Steve: It’s just that I have put in that much effort into learning these other languages.

Other people, for whatever reasons, didn’t have the time to do it, but the fact of speaking 10 versus two versus five, to me it’s got nothing to do with it.

It’s just that that’s where I have chosen to spend my time.

Alex: Yeah, exactly.

Steve: It’s like a musician.

If the musician doesn’t spend any time learning to play the trumpet he won’t know how to play the trumpet, but if he takes it upon himself to learn to play the trumpet he’ll be able to learn it.

Alex: Yeah.

Steve: Anyway, yeah, so motivation, though, still comes down to being the fundamental attribute and I really wish more people would.

I just think it would make for a better world.

I think it’s fun.

Anytime I hear someone who speaks another language I’m very impressed.

I don’t know what it is.

That’s stupid.

I shouldn’t be so impressed, but I’m very impressed.

Alex: Yeah.

Steve: Very impressed. Like wow, that’s neat.

So, that’s my thing, other people are good at sports.

The other thing I wanted to mention about music, too, my wife – I may have mentioned this before – she’s been playing piano now for three-four years.

No teacher.

She didn’t want a teacher and she just gets better and better because she really enjoys it.

Alex: Right.

Steve: And my granddaughter was taking piano lessons and didn’t like the teacher, didn’t like taking lessons, wanted to quit, arguing with her mother, blah, blah, blah, so she quit.

And then she was watching her grandma play and she kind of got interested.

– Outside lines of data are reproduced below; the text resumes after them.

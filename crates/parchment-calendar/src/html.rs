//! HTML rendering of a [`Surface`] through the `surface.html` template.
//!
//! Controls carry `data-action` attributes naming the [`UserAction`] they emit,
//! so a host page can route clicks back through `CalendarView::dispatch`.
//!
//! [`UserAction`]: crate::view::UserAction

use askama::Template;

use crate::grid::{CellMonth, DayCell, WEEKDAY_LABELS};
use crate::surface::{Body, DetailOverlay, Surface, NO_EVENTS_MESSAGE, SIGNED_OUT_MESSAGE};
use crate::view::ViewMode;

struct Toggle {
    view: &'static str,
    label: &'static str,
    active: bool,
}

#[derive(Template)]
#[template(path = "surface.html")]
struct SurfaceTemplate<'a> {
    toggles: Vec<Toggle>,
    connect: bool,
    disconnect: bool,
    navigation: bool,
    title: Option<String>,
    body: &'a Body,
    overlay: Option<&'a DetailOverlay>,
    weekday_labels: [&'static str; 7],
    signed_out_message: &'static str,
    no_events_message: &'static str,
}

impl DayCell {
    fn css_class(&self) -> String {
        let mut class = String::from("calendar-day");
        if self.month != CellMonth::Current {
            class.push_str(" other-month");
        }
        if self.is_today {
            class.push_str(" today");
        }
        class
    }
}

/// Render `surface` as the calendar region's markup. Text is HTML-escaped.
pub fn render_html(surface: &Surface) -> Result<String, askama::Error> {
    let toggles = [(ViewMode::Month, "Month"), (ViewMode::List, "List")]
        .into_iter()
        .map(|(mode, label)| Toggle {
            view: mode.as_str(),
            label,
            active: surface.is_selected(mode),
        })
        .collect();

    // Arrows stay over an error body
    let title = match &surface.body {
        Body::Month(grid) => Some(grid.title()),
        _ => None,
    };

    SurfaceTemplate {
        toggles,
        connect: surface.controls.connect,
        disconnect: surface.controls.disconnect,
        navigation: surface.controls.navigation,
        title,
        body: &surface.body,
        overlay: surface.overlay.as_ref(),
        weekday_labels: WEEKDAY_LABELS,
        signed_out_message: SIGNED_OUT_MESSAGE,
        no_events_message: NO_EVENTS_MESSAGE,
    }
    .render()
}

#[cfg(test)]
mod tests {
    #![allow(clippy::unwrap_used)]
    use super::*;
    use crate::grid::{render_month_grid, DisplayedMonth};
    use crate::surface::Controls;
    use chrono::NaiveDate;

    fn controls(mode: ViewMode) -> Controls {
        Controls {
            active_view: mode,
            navigation: mode == ViewMode::Month,
            connect: true,
            disconnect: false,
        }
    }

    #[test]
    fn test_list_rows_are_escaped() {
        let surface = Surface {
            body: Body::List(vec![crate::surface::ListRow {
                event_id: "e\"1".into(),
                day: 8,
                month_abbrev: "Feb".into(),
                time_label: "07:30 PM".into(),
                title: "<b>Tom & Jerry</b>".into(),
                description: None,
            }]),
            controls: controls(ViewMode::List),
            overlay: None,
        };
        let html = render_html(&surface).unwrap();

        assert!(html.contains("&lt;b&gt;Tom &amp; Jerry&lt;/b&gt;"));
        assert!(!html.contains("<b>"));
        assert!(!html.contains("data-event-id=\"e\"1\""));
        assert!(!html.contains("event-description"));
    }

    #[test]
    fn test_month_grid_markup() {
        let month = DisplayedMonth::new(2024, 1).unwrap();
        let today = NaiveDate::from_ymd_opt(2024, 2, 14).unwrap();
        let surface = Surface {
            body: Body::Month(render_month_grid(month, today)),
            controls: controls(ViewMode::Month),
            overlay: None,
        };
        let html = render_html(&surface).unwrap();

        assert!(html.contains("<h3>February 2024</h3>"));
        assert_eq!(html.matches("class=\"calendar-day").count(), 42);
        assert!(html.contains("class=\"calendar-day today\" data-date=\"2024-02-14\""));
        assert!(html.contains("data-action=\"previous-month\""));
        assert!(html.contains("data-action=\"connect\""));
        assert_eq!(html.matches("calendar-view-btn active").count(), 1);
    }

    #[test]
    fn test_list_view_has_no_navigation() {
        let surface = Surface {
            body: Body::NoEvents,
            controls: controls(ViewMode::List),
            overlay: None,
        };
        let html = render_html(&surface).unwrap();

        assert!(html.contains(NO_EVENTS_MESSAGE));
        assert!(!html.contains("previous-month"));
        assert!(!html.contains("calendar-header"));
        assert!(html.contains("class=\"calendar-view-btn active\" data-action=\"switch-view\" data-view=\"list\""));
    }

    #[test]
    fn test_error_keeps_month_navigation() {
        let surface = Surface {
            body: Body::Error("Too many requests. Please wait 60 seconds.".into()),
            controls: controls(ViewMode::Month),
            overlay: None,
        };
        let html = render_html(&surface).unwrap();

        assert!(html.contains("<p class=\"error\">"));
        assert!(html.contains("data-action=\"previous-month\""));
        assert!(html.contains("data-action=\"next-month\""));
    }

    #[test]
    fn test_overlay_is_escaped() {
        let surface = Surface {
            body: Body::SignedOut,
            controls: controls(ViewMode::List),
            overlay: Some(DetailOverlay {
                event_id: "e1".into(),
                title: "<script>".into(),
                start: "Monday, February 19, 2024".into(),
                end: None,
                description: None,
                location: None,
                link: None,
            }),
        };
        let html = render_html(&surface).unwrap();

        assert!(html.contains("<h3>&lt;script&gt;</h3>"));
        assert!(!html.contains("<strong>End:</strong>"));
        assert!(!html.contains("View in Google Calendar"));
        assert_eq!(html.matches("data-action=\"close-detail\"").count(), 2);
    }
}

Her grandma gave her some notes and stuff and some music that she liked to play and she started playing.

Now she plays two-three hours a day on her own and she’s doing so well.

Alex: Really? Wow.

Steve: I think if a teacher were introduced it would only destroy it, until she gets to a certain point.

I think once you reach a certain point if she really wants to get ahead she’ll need a teacher, but not at the beginning.

Alex: Yeah.

Steve: And in languages, too, I think they introduce the teacher too early.

You don’t need a teacher at the beginning.

Later on you need a teacher.

Alex: Yeah.

Steve: At the beginning no, you need to explore the language on your own, do the things you want to do, read, don’t understand, it doesn’t matter.

If you get it wrong it doesn’t matter.

Alex: Yeah.

Steve: Anyway, perhaps we’ve beaten a bit of a dead horse here on that subject, but we always love talking about it.

Alex: Exactly.

Steve: We’d love to hear some feedback. We want you to disagree, agree. Tell us what you want us to talk about. Let’s hear from you.

Alex: We’re looking forward to your comments. Thanks for listening in.

Steve: Okay, bye for now.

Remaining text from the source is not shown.